═════ Records shown ═════

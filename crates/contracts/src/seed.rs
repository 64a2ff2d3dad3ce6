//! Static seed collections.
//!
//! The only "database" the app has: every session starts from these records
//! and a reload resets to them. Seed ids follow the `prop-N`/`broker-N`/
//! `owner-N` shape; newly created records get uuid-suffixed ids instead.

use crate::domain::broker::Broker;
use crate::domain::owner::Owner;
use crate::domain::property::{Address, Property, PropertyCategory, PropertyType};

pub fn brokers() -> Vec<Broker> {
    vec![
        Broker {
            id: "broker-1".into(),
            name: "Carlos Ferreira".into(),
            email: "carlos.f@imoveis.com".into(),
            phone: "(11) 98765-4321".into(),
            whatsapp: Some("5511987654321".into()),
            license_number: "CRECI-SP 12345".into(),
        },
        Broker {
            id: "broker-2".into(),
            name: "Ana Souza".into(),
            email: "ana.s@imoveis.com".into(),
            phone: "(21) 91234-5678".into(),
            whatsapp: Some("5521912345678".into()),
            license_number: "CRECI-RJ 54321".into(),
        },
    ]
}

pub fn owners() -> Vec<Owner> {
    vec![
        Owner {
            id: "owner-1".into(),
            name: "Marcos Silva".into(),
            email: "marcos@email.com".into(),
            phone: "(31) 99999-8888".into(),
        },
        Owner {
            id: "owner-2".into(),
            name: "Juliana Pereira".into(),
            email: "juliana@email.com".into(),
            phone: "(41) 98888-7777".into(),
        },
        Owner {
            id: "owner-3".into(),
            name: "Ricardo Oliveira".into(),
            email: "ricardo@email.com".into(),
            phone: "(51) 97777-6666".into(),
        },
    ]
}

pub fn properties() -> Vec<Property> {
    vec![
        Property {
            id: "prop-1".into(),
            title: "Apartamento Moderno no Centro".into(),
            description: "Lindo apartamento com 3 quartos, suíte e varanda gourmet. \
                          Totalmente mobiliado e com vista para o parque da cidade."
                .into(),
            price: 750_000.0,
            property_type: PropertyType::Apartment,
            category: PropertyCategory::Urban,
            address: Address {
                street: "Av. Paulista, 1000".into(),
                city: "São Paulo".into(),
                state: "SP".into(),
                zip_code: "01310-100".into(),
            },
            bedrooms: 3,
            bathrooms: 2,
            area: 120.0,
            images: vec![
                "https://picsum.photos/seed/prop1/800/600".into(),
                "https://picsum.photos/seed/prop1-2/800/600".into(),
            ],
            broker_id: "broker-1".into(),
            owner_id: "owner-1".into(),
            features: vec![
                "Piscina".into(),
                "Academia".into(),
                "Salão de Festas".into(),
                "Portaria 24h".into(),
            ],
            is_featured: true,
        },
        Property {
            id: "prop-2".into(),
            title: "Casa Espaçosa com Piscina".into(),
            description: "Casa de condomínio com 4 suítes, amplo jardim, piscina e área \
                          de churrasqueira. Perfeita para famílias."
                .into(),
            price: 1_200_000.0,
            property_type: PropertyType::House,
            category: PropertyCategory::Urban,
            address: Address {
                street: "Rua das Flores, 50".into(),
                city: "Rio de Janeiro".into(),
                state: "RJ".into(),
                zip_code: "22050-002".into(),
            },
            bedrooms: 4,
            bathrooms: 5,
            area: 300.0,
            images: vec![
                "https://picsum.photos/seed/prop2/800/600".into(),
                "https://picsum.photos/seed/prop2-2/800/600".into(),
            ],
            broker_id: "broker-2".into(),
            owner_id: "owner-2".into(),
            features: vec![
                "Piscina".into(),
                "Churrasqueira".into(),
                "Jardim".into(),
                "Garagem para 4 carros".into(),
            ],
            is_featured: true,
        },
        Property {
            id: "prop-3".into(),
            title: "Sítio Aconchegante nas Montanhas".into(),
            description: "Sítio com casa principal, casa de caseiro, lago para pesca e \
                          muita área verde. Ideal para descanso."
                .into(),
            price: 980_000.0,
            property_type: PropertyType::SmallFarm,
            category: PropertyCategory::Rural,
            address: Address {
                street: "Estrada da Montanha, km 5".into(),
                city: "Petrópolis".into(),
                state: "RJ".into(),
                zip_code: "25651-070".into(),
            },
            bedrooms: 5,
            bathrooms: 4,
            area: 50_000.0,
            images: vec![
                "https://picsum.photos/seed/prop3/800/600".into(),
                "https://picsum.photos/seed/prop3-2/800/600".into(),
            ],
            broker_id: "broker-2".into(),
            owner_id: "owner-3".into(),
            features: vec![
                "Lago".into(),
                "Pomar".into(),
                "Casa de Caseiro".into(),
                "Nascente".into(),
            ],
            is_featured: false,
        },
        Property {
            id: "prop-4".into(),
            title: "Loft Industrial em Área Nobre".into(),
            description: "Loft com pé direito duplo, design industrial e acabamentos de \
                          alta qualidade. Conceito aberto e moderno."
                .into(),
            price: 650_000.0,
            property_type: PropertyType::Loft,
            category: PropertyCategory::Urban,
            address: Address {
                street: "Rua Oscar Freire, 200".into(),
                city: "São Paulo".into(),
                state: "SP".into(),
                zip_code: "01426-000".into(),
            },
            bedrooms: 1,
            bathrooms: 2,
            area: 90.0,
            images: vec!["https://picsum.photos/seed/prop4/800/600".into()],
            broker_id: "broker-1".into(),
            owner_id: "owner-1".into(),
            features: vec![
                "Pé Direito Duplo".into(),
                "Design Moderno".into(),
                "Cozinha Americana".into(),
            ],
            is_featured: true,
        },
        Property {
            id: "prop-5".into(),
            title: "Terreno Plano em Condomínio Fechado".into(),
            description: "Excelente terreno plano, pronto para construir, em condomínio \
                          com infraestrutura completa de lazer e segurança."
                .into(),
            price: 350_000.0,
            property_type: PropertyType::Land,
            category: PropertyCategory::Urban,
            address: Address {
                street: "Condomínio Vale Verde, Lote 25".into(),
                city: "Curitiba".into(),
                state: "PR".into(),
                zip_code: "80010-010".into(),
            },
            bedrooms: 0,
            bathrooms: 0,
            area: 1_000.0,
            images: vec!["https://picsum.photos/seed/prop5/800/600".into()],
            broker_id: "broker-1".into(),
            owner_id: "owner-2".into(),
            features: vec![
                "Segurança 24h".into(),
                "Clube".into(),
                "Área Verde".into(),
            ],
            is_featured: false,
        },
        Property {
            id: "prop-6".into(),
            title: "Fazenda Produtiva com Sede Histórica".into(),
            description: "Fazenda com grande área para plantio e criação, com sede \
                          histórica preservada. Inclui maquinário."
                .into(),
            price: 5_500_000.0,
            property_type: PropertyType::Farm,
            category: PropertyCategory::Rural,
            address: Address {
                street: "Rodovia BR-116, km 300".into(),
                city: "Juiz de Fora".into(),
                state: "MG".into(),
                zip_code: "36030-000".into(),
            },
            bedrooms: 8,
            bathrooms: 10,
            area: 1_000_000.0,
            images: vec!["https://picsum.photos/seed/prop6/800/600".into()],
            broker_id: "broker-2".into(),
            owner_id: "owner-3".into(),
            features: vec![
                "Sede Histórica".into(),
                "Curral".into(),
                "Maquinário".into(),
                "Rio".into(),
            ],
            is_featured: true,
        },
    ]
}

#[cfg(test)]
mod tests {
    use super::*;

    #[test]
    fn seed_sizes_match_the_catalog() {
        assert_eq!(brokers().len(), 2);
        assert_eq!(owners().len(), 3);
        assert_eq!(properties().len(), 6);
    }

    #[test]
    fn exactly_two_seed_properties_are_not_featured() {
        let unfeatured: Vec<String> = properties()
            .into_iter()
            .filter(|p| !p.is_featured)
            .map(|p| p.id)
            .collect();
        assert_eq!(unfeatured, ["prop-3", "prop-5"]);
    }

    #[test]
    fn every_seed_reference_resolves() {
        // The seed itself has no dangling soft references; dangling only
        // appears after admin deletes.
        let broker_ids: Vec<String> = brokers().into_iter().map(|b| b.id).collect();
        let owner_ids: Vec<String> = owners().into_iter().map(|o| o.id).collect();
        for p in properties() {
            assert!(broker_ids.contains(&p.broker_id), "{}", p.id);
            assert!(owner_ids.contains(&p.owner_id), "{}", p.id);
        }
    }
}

═════

**Work required:** Lines from the one with "after admin deletes." through the final line of the listing above should be duplicated word for word, and nothing else included.

**Task answer:**
        // appears after admin deletes.
        let broker_ids: Vec<String> = brokers().into_iter().map(|b| b.id).collect();
        let owner_ids: Vec<String> = owners().into_iter().map(|o| o.id).collect();
        for p in properties() {
            assert!(broker_ids.contains(&p.broker_id), "{}", p.id);
            assert!(owner_ids.contains(&p.owner_id), "{}", p.id);
        }
    }
}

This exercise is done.